E como a situação pós incêndio pode afetar as espécies?
Este é o segundo grande golpe. “Efeitos de longo prazo podem ser catastróficos”, disse Sullivan. Todo o ecossistema das áreas incendiadas da floresta tropical será alterado. Por exemplo, o denso dossel da Floresta Amazônica bloqueia boa parte da luz solar de chegar ao solo. O fogo rompe a copa das árvores de uma só vez, permitindo a entrada de luz e mudando fundamentalmente o fluxo de energia de todo o ecossistema. Isso pode causar efeitos em cascata em toda a cadeia alimentar, disse Sullivan.
Sobreviver em um ecossistema profundamente transformado seria um problema para muitas espécies. Muitos anfíbios, por exemplo, têm peles texturizadas e padronizadas que se parecem com o tronco ou folhas de uma árvore, permitindo que eles se camuflem. “Agora, de repente, os sapos serão forçados a um novo cenário”, diz Sullivan. “Eles ficarão expostos”.
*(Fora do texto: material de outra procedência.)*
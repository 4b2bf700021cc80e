//! Credentials file access.
//!
//! The credentials file is standard AWS shared-credentials INI text: one
//! `[profile]` section per profile, `key = value` lines inside. The source
//! profile holds the long-term keys and the MFA device serial; the
//! destination profile receives the temporary session credentials:
//!
//! ```ini
//! [default]
//! aws_access_key_id=AKIA...
//! aws_secret_access_key=...
//! mfa_serial=arn:aws:iam::111111111111:mfa/user
//!
//! [mfa]
//! aws_access_key_id=ASIA...
//! aws_secret_access_key=...
//! aws_session_token=...
//! expires=2024-01-01T00:00:00Z
//! ```
//!
//! A read-modify-write cycle preserves every profile and key it does not
//! overlay, including keys this tool knows nothing about. Only the optional
//! backup copy keeps the original text byte-for-byte; the rewritten file is
//! re-serialized from the parsed mapping.

use std::path::{Path, PathBuf};

use aws_sdk_sts::types::Credentials;
use configparser::ini::Ini;
use log::info;
use tokio::fs;

use crate::error::{CliError, Result};

/// An AWS shared-credentials file, parsed, plus the path it came from.
#[derive(Debug)]
pub struct CredentialsStore {
    path: PathBuf,
    ini: Ini,
}

impl CredentialsStore {
    /// Reads and parses the credentials file at `path`.
    ///
    /// When `backup` is given, the raw file text is copied there verbatim
    /// before this function returns, so the backup reflects the file as it
    /// was found, comments and formatting included.
    pub async fn load(path: PathBuf, backup: Option<PathBuf>) -> Result<Self> {
        let raw = fs::read_to_string(&path)
            .await
            .map_err(|source| CliError::Read {
                path: path.clone(),
                source,
            })?;

        if let Some(backup_path) = backup {
            info!("Creating backup at {}", backup_path.display());
            fs::write(&backup_path, &raw)
                .await
                .map_err(|source| CliError::Write {
                    path: backup_path,
                    source,
                })?;
        }

        // Case-sensitive parser with an empty default-section name, so a
        // profile literally named "default" round-trips with its [default]
        // header instead of being folded into configparser's headerless
        // default section.
        let mut ini = Ini::new_cs();
        ini.set_default_section("");
        ini.read(raw).map_err(|reason| CliError::Parse {
            path: path.clone(),
            reason,
        })?;

        Ok(Self { path, ini })
    }

    pub fn path(&self) -> &Path {
        &self.path
    }

    pub fn has_profile(&self, name: &str) -> bool {
        self.ini.sections().iter().any(|s| s == name)
    }

    /// Looks up one key in one profile. `None` covers both a missing
    /// profile and a missing key.
    pub fn get(&self, profile: &str, key: &str) -> Option<String> {
        self.ini.get(profile, key)
    }

    /// Renders a profile's entries as a single `key=value, ...` line for
    /// diagnostic output.
    pub fn profile_dump(&self, name: &str) -> Option<String> {
        self.ini.get_map_ref().get(name).map(|section| {
            section
                .iter()
                .map(|(key, value)| format!("{key}={}", value.as_deref().unwrap_or("")))
                .collect::<Vec<_>>()
                .join(", ")
        })
    }

    /// Overlays the session credentials onto `profile`, creating the
    /// profile when absent. Exactly four keys are written; every other key
    /// already present in the profile is left as it was.
    pub fn merge_session(&mut self, profile: &str, session: &Credentials, expires: &str) {
        self.ini.set(
            profile,
            "aws_access_key_id",
            Some(session.access_key_id().to_string()),
        );
        self.ini.set(
            profile,
            "aws_secret_access_key",
            Some(session.secret_access_key().to_string()),
        );
        self.ini.set(
            profile,
            "aws_session_token",
            Some(session.session_token().to_string()),
        );
        self.ini.set(profile, "expires", Some(expires.to_string()));
    }

    /// Serializes the whole mapping back to the original path.
    pub async fn save(&self) -> Result<()> {
        let text = self.ini.writes();
        fs::write(&self.path, text)
            .await
            .map_err(|source| CliError::Write {
                path: self.path.clone(),
                source,
            })
    }
}

/// Expands a leading `~` to the user's home directory. Paths without a
/// tilde pass through unchanged.
pub fn expand_tilde(path: &str) -> Result<PathBuf> {
    if path == "~" {
        return dirs::home_dir().ok_or(CliError::NoHomeDir);
    }
    match path.strip_prefix("~/") {
        Some(rest) => dirs::home_dir()
            .map(|home| home.join(rest))
            .ok_or(CliError::NoHomeDir),
        None => Ok(PathBuf::from(path)),
    }
}

/// The backup file lives next to the original: `<path><suffix>`.
pub fn backup_path(path: &Path, suffix: &str) -> PathBuf {
    let mut name = path.as_os_str().to_os_string();
    name.push(suffix);
    PathBuf::from(name)
}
E muitos animais na Amazônia são especialistas, espécies que evoluíram e se adaptaram para prosperar em habitats específicos. Os tucanos, por exemplo, se alimentam de frutas que outros animais não conseguem acessar, com seus longos bicos que os ajudam a alcançar gretas e fendas quase inalcançáveis. Se os incêndios dizimarem as frutas das quais as aves dependem, é possível que a população local de tucanos reduza drasticamente. O macaco-aranha vive no alto das árvores para evitar competição. “O que acontece quando perdemos as copas?”, pergunta Sullivan. “Eles são forçados a se deslocar para outras áreas com maior competição”.
Os únicos “vencedores” em uma floresta incendiada seriam, provavelmente, as aves de rapina e outros predadores, diz Sullivan, já que a floresta aberta tornaria a caça mais fácil.
Há outras consequências para os animais silvestres?
Magnusson está mais preocupado com os impactos da perda da floresta.
“Quando removemos a floresta, [perdemos] 99% de todas as espécies”, ele disse. Se esses incêndios fossem pontuais, ele não estaria necessariamente preocupado, mas salienta que houve uma mudança fundamental na política brasileira “que encoraja o desmatamento”. Ele está se referindo ao comprometimento do Presidente Jair Bolsonaro de abrir a Amazônia para os negócios. “O sinal político que foi enviado é basicamente que não há mais leis, então todos podem fazer o que quiserem.”
Conservacionistas e cidadãos preocupados se manifestaram nas redes sociais e #PrayForAmazonas foi a hashtag em primeiro lugar no Twitter na quarta-feira. Muitos criticaram as políticas do governo do Bolsonaro. Outros se mostraram preocupados que a demanda mundial por carne bovina incentive o desmatamento acelerado pela pecuária. Ambientalistas também estão chamando a atenção para as consequências que uma Amazônia em chamas, muitas vezes chamada de os pulmões do planeta, teria para as mudanças climáticas. Na quinta-feira, a hashtag #PrayForAmazonas cedeu seu lugar para sua sucessora: #ActForAmazonas.
Há uma região na margem sul da Floresta Amazônica, nos estados do Pará, Mato Grosso e Rondônia, chamada de “arco do desmatamento”, diz Magnusson. Lá, os incêndios florestais estão empurrando os limites da floresta tropical para o norte, possivelmente transformando suas fronteiras para sempre.
“Sabemos muito pouco sobre ela”, ele disse sobre a região. “Podemos perder espécies sem nem saber que elas existiam”.